It may sound like a tenuous, even bizarre, connection but asthma and thunderstorms may be more connected than you think. New research from the University of Georgia suggested that asthma outbreaks may be triggered by thunderstorms, MedicineNet.com reported. The study, led by Professor of Geography Andrew Grundstein, explored the phenomenon of "thunderstorm asthma," pointing to a number of factors that could cause it. Observing a 2016 thunderstorm asthma outbreak in Australia, the researchers posited that the combination of rainfall, high humidity, electrical activity, and strong winds create conditions that trigger asthma attacks. The rain and humidity rupture pollen particles in the air, while electrical activity breaks them down further. The winds then disperse the pollen before the storm. Any one or a combination of these may be responsible for the asthma outbreak.

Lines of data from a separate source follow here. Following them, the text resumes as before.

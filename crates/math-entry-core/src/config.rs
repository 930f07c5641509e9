//! Configuration normalization.
//!
//! The host hands over a loosely-typed object: flags may be real booleans or
//! stringified ones, and any key may be missing. Normalization never fails.
//! A missing key takes its default; any present value counts as enabled only
//! when it is exactly `true` or the string `"true"`.

use serde::Serialize;
use serde::ser::SerializeMap;
use serde_json::Value;

use crate::tools::ToolId;

/// Enable flag for every tool in the catalog.
#[derive(Debug, Clone, Copy, PartialEq, Eq)]
pub struct ToolsStatus {
    enabled: [bool; ToolId::COUNT],
}

impl ToolsStatus {
    /// Every tool set to the same flag.
    pub fn all(enabled: bool) -> Self {
        Self {
            enabled: [enabled; ToolId::COUNT],
        }
    }

    pub fn is_enabled(&self, id: ToolId) -> bool {
        self.enabled[id.index()]
    }

    pub fn set(&mut self, id: ToolId, enabled: bool) {
        self.enabled[id.index()] = enabled;
    }

    pub fn iter(&self) -> impl Iterator<Item = (ToolId, bool)> + '_ {
        ToolId::ALL.into_iter().map(|id| (id, self.is_enabled(id)))
    }
}

impl Default for ToolsStatus {
    fn default() -> Self {
        Self::all(true)
    }
}

impl Serialize for ToolsStatus {
    fn serialize<S: serde::Serializer>(&self, serializer: S) -> Result<S::Ok, S::Error> {
        let mut map = serializer.serialize_map(Some(ToolId::COUNT))?;
        for (id, enabled) in self.iter() {
            map.serialize_entry(id.as_str(), &enabled)?;
        }
        map.end()
    }
}

/// Fully-defaulted interaction settings.
///
/// Replaced wholesale on every render; never merged with a previous value.
#[derive(Debug, Clone, Default, PartialEq, Eq, Serialize)]
#[serde(rename_all = "camelCase")]
pub struct InteractionConfig {
    pub tools_status: ToolsStatus,
    /// Enter inserts a line-break marker.
    pub allow_new_line: bool,
    /// When false, space behaves as tab inside the field.
    pub authorize_white_space: bool,
    pub use_gap_expression: bool,
    /// Authored LaTeX with `\taoGap` markers. Only meaningful in gap mode.
    pub gap_expression: String,
}

impl InteractionConfig {
    /// Normalize a raw host configuration.
    ///
    /// Anything that is not an object yields the defaults.
    pub fn from_value(raw: &Value) -> Self {
        let mut tools_status = ToolsStatus::default();
        for id in ToolId::ALL {
            tools_status.set(id, to_boolean(raw.get(id.config_key()), true));
        }

        let gap_expression = raw
            .get("gapExpression")
            .and_then(Value::as_str)
            .unwrap_or_default()
            .to_string();

        Self {
            tools_status,
            allow_new_line: to_boolean(raw.get("allowNewLine"), false),
            authorize_white_space: to_boolean(raw.get("authorizeWhiteSpace"), false),
            use_gap_expression: to_boolean(raw.get("useGapExpression"), false),
            gap_expression,
        }
    }

    /// Space key behaviour handed to every field.
    pub fn space_behaves_like_tab(&self) -> bool {
        !self.authorize_white_space
    }
}

/// Coerce a loosely-typed flag.
///
/// `None` means the key was absent. `null`, numbers, and strings other than
/// `"true"` are all false.
pub fn to_boolean(value: Option<&Value>, default: bool) -> bool {
    match value {
        None => default,
        Some(Value::Bool(b)) => *b,
        Some(Value::String(s)) => s == "true",
        Some(_) => false,
    }
}
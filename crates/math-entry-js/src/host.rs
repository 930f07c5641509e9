//! Host side of the interaction: the ready callback and event subscribers.

use std::cell::RefCell;
use std::rc::Rc;

use js_sys::{Array, Function};
use wasm_bindgen::JsCast;
use wasm_bindgen::prelude::*;

use math_entry_browser::InteractionHost;

pub const RESPONSE_CHANGE: &str = "responseChange";
pub const CONFIG_CHANGE: &str = "configChange";
pub const ADD_GAP: &str = "addGap";

type Subscribers = Rc<RefCell<Vec<(String, Function)>>>;

/// Forwards interaction notifications to JavaScript.
pub struct JsHost {
    ready: Option<Function>,
    subscribers: Subscribers,
}

impl JsHost {
    pub fn new(ready: Option<Function>) -> Self {
        Self {
            ready,
            subscribers: Subscribers::default(),
        }
    }

    pub fn on(&self, event: &str, callback: Function) {
        self.subscribers
            .borrow_mut()
            .push((event.to_string(), callback));
    }

    /// Drop every subscriber of `event`.
    pub fn off(&self, event: &str) {
        self.subscribers.borrow_mut().retain(|(name, _)| name != event);
    }
}

fn emit(subscribers: &Subscribers, event: &str, args: &Array) {
    // Snapshot first: a callback may subscribe or unsubscribe.
    let callbacks: Vec<Function> = subscribers
        .borrow()
        .iter()
        .filter(|(name, _)| name == event)
        .map(|(_, callback)| callback.clone())
        .collect();

    for callback in callbacks {
        if let Err(e) = callback.apply(&JsValue::NULL, args) {
            tracing::warn!(event, error = ?e, "event subscriber threw");
        }
    }
}

impl InteractionHost for JsHost {
    fn notify_ready(&self, id: &str, type_identifier: &str) {
        tracing::debug!(id, type_identifier, "interaction ready");
        let Some(ready) = &self.ready else {
            return;
        };
        if let Err(e) = ready.call2(
            &JsValue::NULL,
            &JsValue::from_str(id),
            &JsValue::from_str(type_identifier),
        ) {
            tracing::warn!(error = ?e, "ready callback threw");
        }
    }

    /// Subscribers run on a microtask, so they can read the response back
    /// while the edit that caused the change is still in progress.
    fn response_changed(&self, latex: &str) {
        let subscribers = Rc::clone(&self.subscribers);
        let args = Array::of1(&JsValue::from_str(latex));
        let task = Closure::once_into_js(move || emit(&subscribers, RESPONSE_CHANGE, &args));

        match web_sys::window() {
            Some(window) => window.queue_microtask(task.unchecked_ref()),
            None => tracing::warn!("no window, dropping responseChange"),
        }
    }
}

"Thunderstorm asthma is a very complex phenomenon and involves interactions of allergens like grass pollens, thunderstorms and susceptible groups of people," Grundstein said in the report. "Our study may help anticipate significant thunderstorms by employing a technique that helps identify wind magnitudes commonly associated with thunderstorm asthma outbreaks."

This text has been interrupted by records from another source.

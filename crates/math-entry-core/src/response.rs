//! Response Codec.
//!
//! Converts between the live field state and the interaction's response,
//! which travels as `{ base: { string } }` outside gap mode and
//! `{ list: { string: [...] } }` in gap mode.
//!
//! Decoding is best-effort. A payload of the wrong shape is ignored, and a
//! list that does not match the inner field count is applied index by index.

use serde::{Deserialize, Serialize};
use serde_json::Value;

use crate::adapter::MathEditingAdapter;
use crate::error::MathEntryError;
use crate::platform::{MathBackend, MathField};

#[derive(Debug, Clone, Default, PartialEq, Eq, Serialize, Deserialize)]
pub struct BaseResponse {
    pub string: String,
}

#[derive(Debug, Clone, Default, PartialEq, Eq, Serialize, Deserialize)]
pub struct ListResponse {
    pub string: Vec<String>,
}

/// The interaction's response value.
#[derive(Debug, Clone, PartialEq, Eq, Serialize, Deserialize)]
#[serde(rename_all = "lowercase")]
pub enum ResponseValue {
    Base(BaseResponse),
    List(ListResponse),
}

impl ResponseValue {
    pub fn base(latex: impl Into<String>) -> Self {
        ResponseValue::Base(BaseResponse {
            string: latex.into(),
        })
    }

    pub fn list<I, S>(latex: I) -> Self
    where
        I: IntoIterator<Item = S>,
        S: Into<String>,
    {
        ResponseValue::List(ListResponse {
            string: latex.into_iter().map(Into::into).collect(),
        })
    }

    /// Read the envelope `gap_mode` expects out of an arbitrary JSON value.
    ///
    /// Only the `list` key (gap mode) or the `base` key is looked at; sibling
    /// keys, including the other mode's envelope, are ignored.
    pub fn from_value(value: &Value, gap_mode: bool) -> Result<Self, MathEntryError> {
        let key = if gap_mode { "list" } else { "base" };
        let envelope = value
            .get(key)
            .filter(|envelope| !envelope.is_null())
            .ok_or_else(|| MathEntryError::InvalidResponse(format!("missing `{key}` envelope")))?;

        Ok(if gap_mode {
            ResponseValue::List(ListResponse::deserialize(envelope)?)
        } else {
            ResponseValue::Base(BaseResponse::deserialize(envelope)?)
        })
    }

    pub fn to_value(&self) -> Value {
        match self {
            ResponseValue::Base(base) => serde_json::json!({ "base": { "string": base.string } }),
            ResponseValue::List(list) => serde_json::json!({ "list": { "string": list.string } }),
        }
    }
}

/// Read the current response out of the field.
///
/// Without a field this yields an empty value of the right shape.
pub fn encode<B: MathBackend>(adapter: &MathEditingAdapter<B>, gap_mode: bool) -> ResponseValue {
    if gap_mode {
        ResponseValue::list(adapter.inner_fields().iter().map(MathField::latex))
    } else {
        ResponseValue::base(adapter.single().map(MathField::latex).unwrap_or_default())
    }
}

/// Write a response into the field.
pub fn apply<B: MathBackend>(
    adapter: &MathEditingAdapter<B>,
    gap_mode: bool,
    response: &ResponseValue,
) {
    match (gap_mode, response) {
        (true, ResponseValue::List(list)) => {
            let inner_fields = adapter.inner_fields();
            if list.string.len() != inner_fields.len() {
                // Trailing fields keep their content when the list is short.
                tracing::warn!(
                    values = list.string.len(),
                    inner_fields = inner_fields.len(),
                    "response list length differs from inner field count"
                );
            }
            for (field, latex) in inner_fields.iter().zip(&list.string) {
                field.set_latex(latex);
            }
        }
        (false, ResponseValue::Base(base)) => {
            if base.string.is_empty() {
                tracing::trace!("ignoring empty base response");
                return;
            }
            if !adapter.set_single_latex(&base.string) {
                tracing::warn!("no editable field to receive the response");
            }
        }
        (gap_mode, _) => {
            tracing::warn!(gap_mode, "ignoring response of the wrong shape for this mode");
        }
    }
}

/// Empty every field, keeping the field structure.
pub fn clear<B: MathBackend>(adapter: &MathEditingAdapter<B>, gap_mode: bool) {
    if gap_mode {
        for field in adapter.inner_fields() {
            field.set_latex("");
        }
    } else {
        adapter.set_single_latex("");
    }
}

#[cfg(test)]
mod tests {
    use super::*;
    use serde_json::json;

    #[test]
    fn test_wire_shapes() {
        assert_eq!(
            serde_json::to_value(ResponseValue::base(r"\frac{1}{2}")).unwrap(),
            json!({ "base": { "string": r"\frac{1}{2}" } })
        );
        assert_eq!(
            serde_json::to_value(ResponseValue::list(["5", ""])).unwrap(),
            json!({ "list": { "string": ["5", ""] } })
        );
    }

    #[test]
    fn test_to_value_matches_serde() {
        for response in [ResponseValue::base("x"), ResponseValue::list(["a", "b"])] {
            assert_eq!(response.to_value(), serde_json::to_value(&response).unwrap());
        }
    }

    #[test]
    fn test_from_value_reads_the_mode_envelope() {
        assert_eq!(
            ResponseValue::from_value(&json!({ "base": { "string": "x^2" } }), false).unwrap(),
            ResponseValue::base("x^2")
        );
        assert_eq!(
            ResponseValue::from_value(&json!({ "list": { "string": ["1", "2"] } }), true)
                .unwrap(),
            ResponseValue::list(["1", "2"])
        );
    }

    #[test]
    fn test_from_value_ignores_sibling_keys() {
        let value = json!({ "base": { "string": "y", "identifier": "RESPONSE" } });
        assert_eq!(
            ResponseValue::from_value(&value, false).unwrap(),
            ResponseValue::base("y")
        );

        let value = json!({ "base": null, "list": { "string": ["5"] } });
        assert_eq!(
            ResponseValue::from_value(&value, true).unwrap(),
            ResponseValue::list(["5"])
        );

        let value = json!({ "list": { "string": ["6"] }, "record": null });
        assert_eq!(
            ResponseValue::from_value(&value, true).unwrap(),
            ResponseValue::list(["6"])
        );

        let value = json!({ "base": { "string": "b" }, "list": { "string": ["l"] } });
        assert_eq!(
            ResponseValue::from_value(&value, false).unwrap(),
            ResponseValue::base("b")
        );
        assert_eq!(
            ResponseValue::from_value(&value, true).unwrap(),
            ResponseValue::list(["l"])
        );
    }

    #[test]
    fn test_from_value_rejects_malformed() {
        for (value, gap_mode) in [
            (json!(null), false),
            (json!({}), true),
            (json!({ "base": null }), false),
            (json!({ "base": { "string": 3 } }), false),
            (json!({ "list": { "string": "not a list" } }), true),
            (json!({ "list": { "string": ["a"] } }), false),
            (json!({ "base": { "string": "a" } }), true),
            (json!({ "record": [] }), false),
        ] {
            assert!(
                ResponseValue::from_value(&value, gap_mode).is_err(),
                "{value} should be rejected (gap mode: {gap_mode})"
            );
        }
    }
}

The researchers noted the limitations of their study, saying that while they have not yet learned how to predict thunderstorm asthma, their findings may be useful to public health officials in determining which storms may or may not cause an outbreak. They recommended that forecast modeling tools be cross-referenced to help people prepare for an outbreak.
If you are prone to asthma, it is best to be prepared. While the efficiency of asthma inhalers is up for debate, there are many natural remedies you can take to ease your asthma symptoms, from herbs to physical activities. An article on EverydayHealth.com named a few herbs and supplements that may help with asthma:
Garlic - Its anti-inflammatory properties are believed to ease asthma symptoms, though no controlled study has yet been done on its efficiency.

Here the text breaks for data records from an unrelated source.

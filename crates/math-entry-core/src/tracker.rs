//! Active-Field Tracker.
//!
//! Remembers which inner field of a composite field last received a click or
//! key event, so toolbar insertions land where the user is working.

/// Last-activated inner field of the current composite field.
#[derive(Debug, Clone, Copy, Default, PartialEq, Eq)]
pub struct ActiveFieldTracker {
    active: Option<usize>,
    field_count: usize,
}

impl ActiveFieldTracker {
    /// Start tracking a freshly built composite field.
    pub fn reset(&mut self, field_count: usize) {
        self.active = None;
        self.field_count = field_count;
    }

    /// Stop tracking; used whenever no composite field is live.
    pub fn clear(&mut self) {
        self.reset(0);
    }

    /// Record that the inner field at `index` was activated.
    pub fn record(&mut self, index: usize) {
        if index < self.field_count {
            tracing::trace!(index, "inner field activated");
            self.active = Some(index);
        } else {
            tracing::warn!(
                index,
                field_count = self.field_count,
                "ignoring activation of unknown inner field"
            );
        }
    }

    /// Index toolbar insertions should target.
    ///
    /// Falls back to the first inner field when none has been activated yet.
    pub fn active_index(&self) -> Option<usize> {
        if self.field_count == 0 {
            None
        } else {
            Some(self.active.unwrap_or(0))
        }
    }
}
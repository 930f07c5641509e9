//! WASM bindings for the math entry interaction.
//!
//! Exposes `MathEntryInteraction` to the host rendering engine with the
//! usual portable custom interaction surface: `initialize`, `getResponse`,
//! `setResponse`, `resetResponse`, `getSerializedState`,
//! `setSerializedState`, `destroy`, plus `on` / `off` / `trigger` for events.
//!
//! MathQuill must be loaded on the page before this module starts.

#![cfg(all(target_arch = "wasm32", target_os = "unknown"))]

mod host;
mod interaction;
mod types;

pub use interaction::*;
pub use types::*;

use wasm_bindgen::prelude::*;

/// Set up panics, logging and the gap embed.
#[wasm_bindgen(start)]
pub fn init() {
    console_error_panic_hook::set_once();
    init_tracing();
    math_entry_browser::install_gap_embed();
}

fn init_tracing() {
    use tracing::Level;
    use tracing::subscriber::set_global_default;
    use tracing_subscriber::Registry;
    use tracing_subscriber::layer::SubscriberExt;

    let console_level = if cfg!(debug_assertions) {
        Level::DEBUG
    } else {
        Level::INFO
    };

    let wasm_layer = tracing_wasm::WASMLayer::new(
        tracing_wasm::WASMLayerConfigBuilder::new()
            .set_max_level(console_level)
            .build(),
    );

    // The embedding page may already have installed a subscriber.
    let _ = set_global_default(Registry::default().with(wasm_layer));
}
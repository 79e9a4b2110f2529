use schemars::schema::RootSchema;
use schemars::schema_for;

use crate::model::RuleSet;

/// Emit the JSON Schema for rule-set documents.
pub fn rule_set_json_schema() -> RootSchema {
    schema_for!(RuleSet)
}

Ginger - A study found that oral ginger supplements improved asthma symptoms in patients.
Turmeric - This spice has anti-allergy properties that can be good in controlling inflammation and keeping asthma in check.
Honey - A favorite for those who suffer from bad allergies, honey has a soothing effect on the throat, which may bring relief to those with asthma.
Omega-3s - These fatty acids known to boost heart health may also be able to boost lung function, though scientists have yet to gather more evidence to support this.
At the same time, soaking in a steam bath, doing yoga, and getting an air purifier have all been found to alleviate congestion and improve breathing in those who have asthma. Keeping these in mind in the event of a possible thunderstorm asthma outbreak could save yours or someone else's life.